__Directions__.
Among the lines of the records below, copy those that hold the word "contains".

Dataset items
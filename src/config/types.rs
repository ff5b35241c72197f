use std::time::Duration;

use serde::{Deserialize, Serialize};
use url::Url;

use crate::error::ConfigError;

/// Default test name when the config omits one.
const DEFAULT_TEST_NAME: &str = "performance-test";
/// Performance defaults applied when the `performance` section is sparse.
const DEFAULT_CONCURRENT_REQUESTS: u64 = 10;
const DEFAULT_TOTAL_REQUESTS: u64 = 100;
const DEFAULT_TIMEOUT_SECONDS: u64 = 30;
const DEFAULT_WARM_UP_REQUESTS: u64 = 10;

#[derive(Debug, Clone, Copy, Default, PartialEq, Eq, Serialize, Deserialize)]
#[serde(rename_all = "UPPERCASE")]
pub enum HttpMethod {
    #[serde(alias = "get")]
    Get,
    #[default]
    #[serde(alias = "post")]
    Post,
}

/// Raw configuration document as parsed from YAML or JSON.
#[derive(Debug, Default, Deserialize)]
#[serde(rename_all = "kebab-case")]
pub struct ConfigFile {
    pub test_name: Option<String>,
    pub base_url: Option<String>,
    pub block_range: Option<BlockRangeConfig>,
    pub performance: Option<PerformanceConfig>,
    #[serde(default)]
    pub endpoints: Vec<EndpointConfig>,
}

#[derive(Debug, Default, Deserialize)]
#[serde(rename_all = "kebab-case")]
pub struct BlockRangeConfig {
    #[serde(default)]
    pub enabled: bool,
    pub start: Option<i64>,
    pub end: Option<i64>,
    #[serde(default)]
    pub per_block_labels: bool,
}

#[derive(Debug, Default, Deserialize)]
#[serde(rename_all = "kebab-case")]
pub struct PerformanceConfig {
    pub concurrent_requests: Option<u64>,
    pub total_requests: Option<u64>,
    pub timeout_seconds: Option<u64>,
    pub warm_up_requests: Option<u64>,
    pub metrics: Option<Vec<String>>,
}

#[derive(Debug, Default, Deserialize)]
#[serde(rename_all = "kebab-case")]
pub struct EndpointConfig {
    pub path: Option<String>,
    pub method: Option<HttpMethod>,
    #[serde(default)]
    pub uses_block_index: bool,
    pub payload: Option<serde_json::Value>,
}

/// One declared endpoint, immutable once loaded.
#[derive(Debug, Clone)]
pub struct EndpointSpec {
    pub path: String,
    pub method: HttpMethod,
    pub uses_block_index: bool,
    pub payload: Option<serde_json::Value>,
}

/// Inclusive block-index range used to parameterize block-indexed endpoints.
#[derive(Debug, Clone, Copy)]
pub struct BlockRange {
    pub enabled: bool,
    pub start: u64,
    pub end: u64,
    /// When true, block-indexed requests are labeled `"<path>#<block>"` and
    /// aggregated per block; otherwise they share the endpoint's path label.
    pub per_block_labels: bool,
}

impl BlockRange {
    pub(crate) const DISABLED: Self = Self {
        enabled: false,
        start: 1,
        end: 1,
        per_block_labels: false,
    };
}

#[derive(Debug, Clone, Copy, PartialEq, Eq)]
pub enum MetricKind {
    Avg,
    Min,
    Max,
    P50,
    P95,
    P99,
    Throughput,
    SuccessRate,
}

impl MetricKind {
    const KNOWN: &'static str = "avg, min, max, p50, p95, p99, throughput, success-rate";

    const ALL: [MetricKind; 8] = [
        MetricKind::Avg,
        MetricKind::Min,
        MetricKind::Max,
        MetricKind::P50,
        MetricKind::P95,
        MetricKind::P99,
        MetricKind::Throughput,
        MetricKind::SuccessRate,
    ];

    fn parse(name: &str) -> Result<Self, ConfigError> {
        match name.trim().to_ascii_lowercase().as_str() {
            "avg" => Ok(MetricKind::Avg),
            "min" => Ok(MetricKind::Min),
            "max" => Ok(MetricKind::Max),
            "p50" => Ok(MetricKind::P50),
            "p95" => Ok(MetricKind::P95),
            "p99" => Ok(MetricKind::P99),
            "throughput" => Ok(MetricKind::Throughput),
            "success-rate" => Ok(MetricKind::SuccessRate),
            _ => Err(ConfigError::UnknownMetric {
                name: name.to_owned(),
                known: Self::KNOWN,
            }),
        }
    }
}

/// The metrics the text summary renders; the JSON report always carries all.
#[derive(Debug, Clone)]
pub struct MetricSelection {
    selected: Vec<MetricKind>,
}

impl MetricSelection {
    #[must_use]
    pub fn all() -> Self {
        Self {
            selected: MetricKind::ALL.to_vec(),
        }
    }

    /// Parses a metric-name list from the config document.
    ///
    /// # Errors
    ///
    /// Returns an error for names outside the known metric set. An empty
    /// list selects every metric.
    pub fn from_names(names: &[String]) -> Result<Self, ConfigError> {
        if names.is_empty() {
            return Ok(Self::all());
        }
        let selected = names
            .iter()
            .map(|name| MetricKind::parse(name))
            .collect::<Result<Vec<_>, _>>()?;
        Ok(Self { selected })
    }

    #[must_use]
    pub fn contains(&self, kind: MetricKind) -> bool {
        self.selected.contains(&kind)
    }
}

impl Default for MetricSelection {
    fn default() -> Self {
        Self::all()
    }
}

#[derive(Debug, Clone)]
pub struct PerformanceSettings {
    pub concurrent_requests: usize,
    pub total_requests: u64,
    pub timeout: Duration,
    pub warm_up_requests: u64,
    pub metrics: MetricSelection,
}

/// Fully validated configuration for one run.
#[derive(Debug, Clone)]
pub struct RunConfig {
    pub test_name: String,
    pub base_url: String,
    pub block_range: BlockRange,
    pub performance: PerformanceSettings,
    pub endpoints: Vec<EndpointSpec>,
}

impl RunConfig {
    /// Validates a parsed config document into run settings.
    ///
    /// # Errors
    ///
    /// Returns an error for a missing/invalid base URL, an invalid block
    /// range, an empty endpoint list, non-positive performance values, or
    /// unknown metric names.
    pub fn from_file(file: ConfigFile) -> Result<Self, ConfigError> {
        let base_url = file.base_url.ok_or(ConfigError::MissingBaseUrl)?;
        Url::parse(&base_url).map_err(|err| ConfigError::InvalidBaseUrl {
            url: base_url.clone(),
            source: err,
        })?;
        let base_url = base_url.trim_end_matches('/').to_owned();

        let block_range = file
            .block_range
            .as_ref()
            .map_or(Ok(BlockRange::DISABLED), validate_block_range)?;

        let performance = validate_performance(file.performance.unwrap_or_default())?;

        if file.endpoints.is_empty() {
            return Err(ConfigError::NoEndpoints);
        }
        let endpoints = file
            .endpoints
            .into_iter()
            .enumerate()
            .map(|(index, endpoint)| {
                let path = endpoint
                    .path
                    .filter(|path| !path.trim().is_empty())
                    .ok_or(ConfigError::EndpointMissingPath { index })?;
                Ok(EndpointSpec {
                    path,
                    method: endpoint.method.unwrap_or_default(),
                    uses_block_index: endpoint.uses_block_index,
                    payload: endpoint.payload,
                })
            })
            .collect::<Result<Vec<_>, ConfigError>>()?;

        Ok(Self {
            test_name: file.test_name.unwrap_or_else(|| DEFAULT_TEST_NAME.to_owned()),
            base_url,
            block_range,
            performance,
            endpoints,
        })
    }
}

fn validate_block_range(config: &BlockRangeConfig) -> Result<BlockRange, ConfigError> {
    let start = config.start.unwrap_or(1);
    let end = config.end.unwrap_or(1);
    if !config.enabled {
        return Ok(BlockRange::DISABLED);
    }
    for value in [start, end] {
        if value < 0 {
            return Err(ConfigError::BlockRangeNegative { value });
        }
    }
    if start > end {
        return Err(ConfigError::BlockRangeInverted { start, end });
    }
    Ok(BlockRange {
        enabled: true,
        start: u64::try_from(start).unwrap_or(0),
        end: u64::try_from(end).unwrap_or(0),
        per_block_labels: config.per_block_labels,
    })
}

fn validate_performance(config: PerformanceConfig) -> Result<PerformanceSettings, ConfigError> {
    let concurrent = config
        .concurrent_requests
        .unwrap_or(DEFAULT_CONCURRENT_REQUESTS);
    if concurrent == 0 {
        return Err(ConfigError::FieldMustBePositive {
            field: "performance.concurrent-requests",
        });
    }
    let total = config.total_requests.unwrap_or(DEFAULT_TOTAL_REQUESTS);
    if total == 0 {
        return Err(ConfigError::FieldMustBePositive {
            field: "performance.total-requests",
        });
    }
    let timeout_seconds = config.timeout_seconds.unwrap_or(DEFAULT_TIMEOUT_SECONDS);
    if timeout_seconds == 0 {
        return Err(ConfigError::FieldMustBePositive {
            field: "performance.timeout-seconds",
        });
    }
    let metrics = config
        .metrics
        .map_or(Ok(MetricSelection::all()), |names| {
            MetricSelection::from_names(&names)
        })?;

    Ok(PerformanceSettings {
        concurrent_requests: usize::try_from(concurrent).unwrap_or(usize::MAX),
        total_requests: total,
        timeout: Duration::from_secs(timeout_seconds),
        warm_up_requests: config.warm_up_requests.unwrap_or(DEFAULT_WARM_UP_REQUESTS),
        metrics,
    })
}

__Result__.
    pub fn contains(&self, kind: MetricKind) -> bool {
        self.selected.contains(&kind)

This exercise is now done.